“Susuyorsam, bil ki, seni düşünüyorumdur!”
Bir Gün, benim gençlik yıllarımda yazdığım bir uzun hikayeydi. Bundan yirmi yıl kadar önce yazmıştım. Bir süre demlendikten sonra, 2012’de kitap olarak piyasaya çıkmıştı. Yani yirmili yaşlarımın bir ürünüydü aslında. Bu nedenle, birtakım edebi acemilikleri olabilir lakin etkileme gücü bakımından, hikayesinin sarsıcılığıyla her zaman beğeni toplamış bir eserdi. Elbette benim için de çok özel bir hikayedir.
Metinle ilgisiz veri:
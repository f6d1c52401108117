//! Stage track view model
//!
//! Derives everything the progress track shows from the ticket's stage and
//! the viewer's role. The stage is the only input; nothing here is stored.

use chrono::{DateTime, Utc};
use serde::Serialize;

use crate::domain::{is_affordant, STAGES, STAGE_COUNT};
use crate::schemas::{Role, Stage};

use super::flash::FillFlash;

/// How a stage position relates to the active stage
#[derive(Debug, Clone, Copy, PartialEq, Eq, Serialize)]
#[serde(rename_all = "snake_case")]
pub enum PositionStatus {
    Completed,
    Active,
    Upcoming,
}

/// One stage marker on the track
#[derive(Debug, Clone, PartialEq, Serialize)]
pub struct StagePosition {
    #[serde(rename = "index")]
    pub stage: Stage,
    pub label: &'static str,
    pub status: PositionStatus,
    /// Accepts clicks from the current role
    pub affordant: bool,
    /// Showing the one-shot fill highlight
    pub flashing: bool,
}

/// Everything needed to draw the progress track for one viewer
#[derive(Debug, Clone, PartialEq, Serialize)]
pub struct StageTrackView {
    pub role: Role,
    #[serde(rename = "stage_index")]
    pub current: Stage,
    /// Share of the connector that is filled, from 0.0 to 1.0
    pub fill_ratio: f64,
    pub positions: Vec<StagePosition>,
}

impl StageTrackView {
    pub fn build(
        current: Stage,
        role: Role,
        flash: Option<&FillFlash>,
        now: DateTime<Utc>,
    ) -> Self {
        let flashing_stage = flash.and_then(|f| f.active_stage(now));

        let positions = STAGES
            .iter()
            .map(|&stage| {
                let status = match stage.cmp(&current) {
                    std::cmp::Ordering::Less => PositionStatus::Completed,
                    std::cmp::Ordering::Equal => PositionStatus::Active,
                    std::cmp::Ordering::Greater => PositionStatus::Upcoming,
                };
                StagePosition {
                    stage,
                    label: stage.label(),
                    status,
                    affordant: is_affordant(role, current, stage),
                    flashing: status == PositionStatus::Active && flashing_stage == Some(stage),
                }
            })
            .collect();

        StageTrackView {
            role,
            current,
            fill_ratio: current.index() as f64 / (STAGE_COUNT - 1) as f64,
            positions,
        }
    }

    /// Stages the viewer can click
    pub fn affordant_stages(&self) -> Vec<Stage> {
        self.positions
            .iter()
            .filter(|p| p.affordant)
            .map(|p| p.stage)
            .collect()
    }

    /// Whether the active position is showing its fill highlight
    pub fn is_flashing(&self) -> bool {
        self.positions.iter().any(|p| p.flashing)
    }

    pub fn active_label(&self) -> &'static str {
        self.current.label()
    }
}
Öyle ki, onu yazarken yapmak istediğim birkaç şey vardı. Birincisi, yazıldığı ve anlattığı dönemde bence bir anlam ifade eden, bugünse posası çıkmış olan “muhafazakâr kodlara” sahip bir aşkı anlatmak; ikincisi “Samsun'da geçen bir hikaye” kurgulamak ve üçüncüsü ise, sonu ile ilgili ipucu olmasın diye yazmıyorum, ama toplumsal bir durumu unutturmamaktı. Bir Gün böylesi endişeler ve edebi çabaların bir sonucudur. İlk eserler her zaman otobiyografik çizgiler taşır. Bir Gün'de de böyle oldu tabii...
Birkaç yıldır piyasada baskısı bulunmayan lakin sorulan Bir Gün’ü, bu sefer Eflatun Kitap etiketiyle takdim etmekten dolayı oldukça mutluyum.